Your answer should consist of the lines in the following data that contain "Clone".
[Start of Attachment]
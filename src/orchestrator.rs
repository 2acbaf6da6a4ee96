// src/orchestrator.rs
//! Owns the lifecycle of one generation run: problem draw, oracle cost,
//! output directory, parallel dispatch of batches and the final problem log.
//!
//! A run is a straight line with no resumption. Rerunning without a fixed
//! seed draws a different problem; the seed in use is logged so any run can
//! be reproduced.

use std::fs;

use crate::batch::{BatchReport, BatchWriter};
use crate::config::Config;
use crate::cost_model::{AnalyticCostModel, CostModel, Worker};
use crate::dispatch::dispatch;
use crate::error::{DataGenError, Result};
use crate::problem::{Problem, ProblemGenerator, RandomProblemGenerator};
use crate::record::OracleCost;

/// Totals of a completed run.
#[derive(Debug, Clone, PartialEq, Eq)]
pub struct RunSummary {
    pub seed: u64,
    pub files: usize,
    pub records: usize,
    pub sample_failures: usize,
}

pub struct RunOrchestrator<C: CostModel> {
    config: Config,
    seed: u64,
    problem: Problem,
    model: C,
}

impl RunOrchestrator<AnalyticCostModel> {
    /// Validates `config`, resolves the seed and draws a random problem for
    /// the analytic cost model.
    pub fn from_config(config: Config) -> Result<Self> {
        config.validate()?;
        let seed = config.seed.unwrap_or_else(rand::random);
        let mut generator = RandomProblemGenerator::new(seed);
        Ok(Self::new(config, seed, &mut generator, |problem| {
            AnalyticCostModel::new(*problem)
        }))
    }
}

impl<C: CostModel> RunOrchestrator<C> {
    /// Draws the run's single problem and binds a cost model to it.
    pub fn new<G, F>(config: Config, seed: u64, generator: &mut G, build_model: F) -> Self
    where
        G: ProblemGenerator + ?Sized,
        F: FnOnce(&Problem) -> C,
    {
        let problem = generator.generate();
        log::info!("Drew problem (seed {}): {}", seed, problem.to_string().trim_end());
        let model = build_model(&problem);
        RunOrchestrator {
            config,
            seed,
            problem,
            model,
        }
    }

    pub fn problem(&self) -> &Problem {
        &self.problem
    }

    pub fn seed(&self) -> u64 {
        self.seed
    }

    pub fn config(&self) -> &Config {
        &self.config
    }

    pub fn run(&self) -> Result<RunSummary> {
        let config = &self.config;
        log::info!(
            "We will run 1 problem, with {} mappings in it ({} files x {} records).",
            config.samples_per_problem(),
            config.num_files,
            config.samples_per_file
        );

        let oracle = self
            .model
            .oracle_cost(config.metric)
            .map_err(DataGenError::OracleUnavailable)
            .and_then(OracleCost::new)?;
        log::info!("Oracle cost ({:?}): {:?}", config.metric, oracle.components());

        if !config.output_dir.is_dir() {
            log::info!("Creating the dataset path at {}", config.output_dir.display());
        }
        fs::create_dir_all(&config.output_dir)
            .map_err(|e| DataGenError::io(&config.output_dir, e))?;

        let writer = BatchWriter::new(
            &self.model,
            &oracle,
            config.metric,
            &config.output_dir,
            config.samples_per_file,
            self.seed,
        );
        let reports: Vec<BatchReport> =
            dispatch(config.num_files, config.concurrency, |worker_id, index| {
                let mut worker = Worker::new(worker_id, self.seed);
                writer.write_batch(index, &mut worker)
            })?;

        let log_path = config.problem_log_path();
        fs::write(&log_path, self.problem.to_string())
            .map_err(|e| DataGenError::io(&log_path, e))?;

        let summary = RunSummary {
            seed: self.seed,
            files: reports.len(),
            records: reports.iter().map(|r| r.records).sum(),
            sample_failures: reports.iter().map(|r| r.sample_failures).sum(),
        };
        log::info!(
            "All done: {} files, {} records, {} failed samples retried. Problem written to {}",
            summary.files,
            summary.records,
            summary.sample_failures,
            log_path.display()
        );
        Ok(summary)
    }
}
// src/cost_model/mod.rs

//! The cost model seam.
//!
//! A cost model is bound to one [`Problem`](crate::problem::Problem) and is
//! shared read-only by every worker, so implementations must be `Sync` and
//! keep no mutable state of their own. Anything a sampler has to mutate (its
//! random stream) lives in the [`Worker`] context the dispatcher hands to each
//! thread.

pub mod analytic;

use rand::rngs::StdRng;
use rand::SeedableRng;
use serde::{Deserialize, Serialize};
use std::fmt;

use crate::error::CostModelError;

pub use analytic::AnalyticCostModel;

/// Which cost the model reports.
#[derive(Debug, Clone, Copy, Serialize, Deserialize, PartialEq, Eq, Default)]
#[serde(rename_all = "lowercase")]
pub enum Metric {
    /// Every cost component, unreduced.
    #[default]
    Raw,
    /// Energy-delay product, a single component.
    Edp,
}

/// Explicit worker identity assigned by the dispatcher.
#[derive(Debug, Clone, Copy, PartialEq, Eq, Hash, PartialOrd, Ord)]
pub struct WorkerId(pub usize);

impl fmt::Display for WorkerId {
    fn fmt(&self, f: &mut fmt::Formatter<'_>) -> fmt::Result {
        write!(f, "worker-{}", self.0)
    }
}

/// Per-worker sampling state.
pub struct Worker {
    id: WorkerId,
    rng: StdRng,
}

impl Worker {
    pub fn new(id: WorkerId, seed: u64) -> Self {
        Self {
            id,
            rng: StdRng::seed_from_u64(seed),
        }
    }

    pub fn id(&self) -> WorkerId {
        self.id
    }

    pub fn rng(&mut self) -> &mut StdRng {
        &mut self.rng
    }

    /// Restarts the random stream from `seed`.
    pub fn reseed(&mut self, seed: u64) {
        self.rng = StdRng::seed_from_u64(seed);
    }
}

/// Cost-model operations the generator depends on.
pub trait CostModel: Sync {
    /// A candidate solution. Opaque to the pipeline.
    type Mapping;

    /// Best achievable cost for the bound problem.
    fn oracle_cost(&self, metric: Metric) -> Result<Vec<f64>, CostModelError>;

    /// Samples one mapping and evaluates it. May fail for candidates that
    /// cannot be mapped; callers are expected to retry.
    fn map_cost(
        &self,
        metric: Metric,
        worker: &mut Worker,
    ) -> Result<(Self::Mapping, Vec<f64>), CostModelError>;

    /// Encodes a mapping as a fixed-length network input.
    fn input_vector(&self, mapping: &Self::Mapping) -> Vec<f32>;
}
[End of Attachment]
▶ **Output of the exercise**:
#[derive(Debug, Clone, PartialEq, Eq)]
#[derive(Debug, Clone, Copy, Serialize, Deserialize, PartialEq, Eq, Default)]
#[derive(Debug, Clone, Copy, PartialEq, Eq, Hash, PartialOrd, Ord)]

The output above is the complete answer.